Bilmiyordum, bilmiyordum Chan'ın benden neden bu kadar nefret ettiğini. Yanlış bir şey mi yapmıştım, onu kıracak, rahatsız olmasına sebep olacak? Sanmıyorum durumun bu olduğunu, çünkü Chan, göz göze geldiğimiz ilk anda başlamıştı benden nefret etmeye.

Hala aklımdaydı o gün, gözleri benimle buluştuğunda suratındaki gülümsemenin soluşu, unutmamıştım. Kimse unutamazdı birinin kendilerini ilk defa görmesine rağmen böyle saf bir nefret barındırmasını.

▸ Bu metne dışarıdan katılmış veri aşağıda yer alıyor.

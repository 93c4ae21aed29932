use std::sync::Arc;

use alloy::primitives::aliases::{U24, U160};
use alloy::primitives::{Address, Bytes, TxHash, U256};
use alloy::sol_types::SolCall;
use async_trait::async_trait;
use tokio_util::sync::CancellationToken;

use super::contracts::{IPancakeV3SwapRouter, IQuoterV2};
use super::{ConcentratedRouter, ExactInputSingle};
use crate::chain::{ChainConnection, ChainResult, TransactionAuth, cancellable};

#[derive(Clone)]
pub struct AlloyV3Router {
    router: Address,
    quoter: Address,
    connection: Arc<ChainConnection>,
}

impl AlloyV3Router {
    pub fn new(router: Address, quoter: Address, connection: Arc<ChainConnection>) -> Self {
        Self {
            router,
            quoter,
            connection,
        }
    }

    pub fn quoter(&self) -> Address {
        self.quoter
    }
}

#[async_trait]
impl ConcentratedRouter for AlloyV3Router {
    fn address(&self) -> Address {
        self.router
    }

    async fn quote_exact_input(
        &self,
        path: Bytes,
        amount_in: U256,
        cancel: &CancellationToken,
    ) -> ChainResult<U256> {
        let quoter = IQuoterV2::new(self.quoter, self.connection.provider().clone());
        let call = quoter.quoteExactInput(path, amount_in);
        let quoted = cancellable(cancel, async { call.call().await }).await?;
        Ok(quoted.amountOut)
    }

    async fn exact_input_single(
        &self,
        swap: &ExactInputSingle,
        auth: &TransactionAuth,
    ) -> ChainResult<TxHash> {
        let params = IPancakeV3SwapRouter::ExactInputSingleParams {
            tokenIn: swap.token_in,
            tokenOut: swap.token_out,
            fee: U24::from(swap.fee & 0x00ff_ffff),
            recipient: swap.recipient,
            deadline: U256::from(swap.deadline),
            amountIn: swap.amount_in,
            amountOutMinimum: swap.amount_out_minimum,
            sqrtPriceLimitX96: U160::saturating_from(swap.sqrt_price_limit_x96),
        };
        let input = IPancakeV3SwapRouter::exactInputSingleCall { params }.abi_encode();
        self.connection
            .submit(auth, self.router, Bytes::from(input))
            .await
    }
}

Bu davranışını anlamdıramamamın bir diğer sebebi ise onun nasıl biri olduğunu bilmem. Görüyordum uzaktan çevresindeki insanlara nasıl davrandığını, sadece tanıdıkları da değil, herkese iyi davranıyordu. Hep gülümserdi, eksik olmazdı yüzünden o parlak gülümsemesi.
Seviyordum onu, gülümsemesini, kahkahalarını, pozitifliğini. Bir kez olsun konuşmamış olmamıza rağmen tutulmuştum ona. Umutluydum, birazda olsa beni sevecek olabilme ihtimalinden umutluydum. Fakat bu geçmişte kalmıştı.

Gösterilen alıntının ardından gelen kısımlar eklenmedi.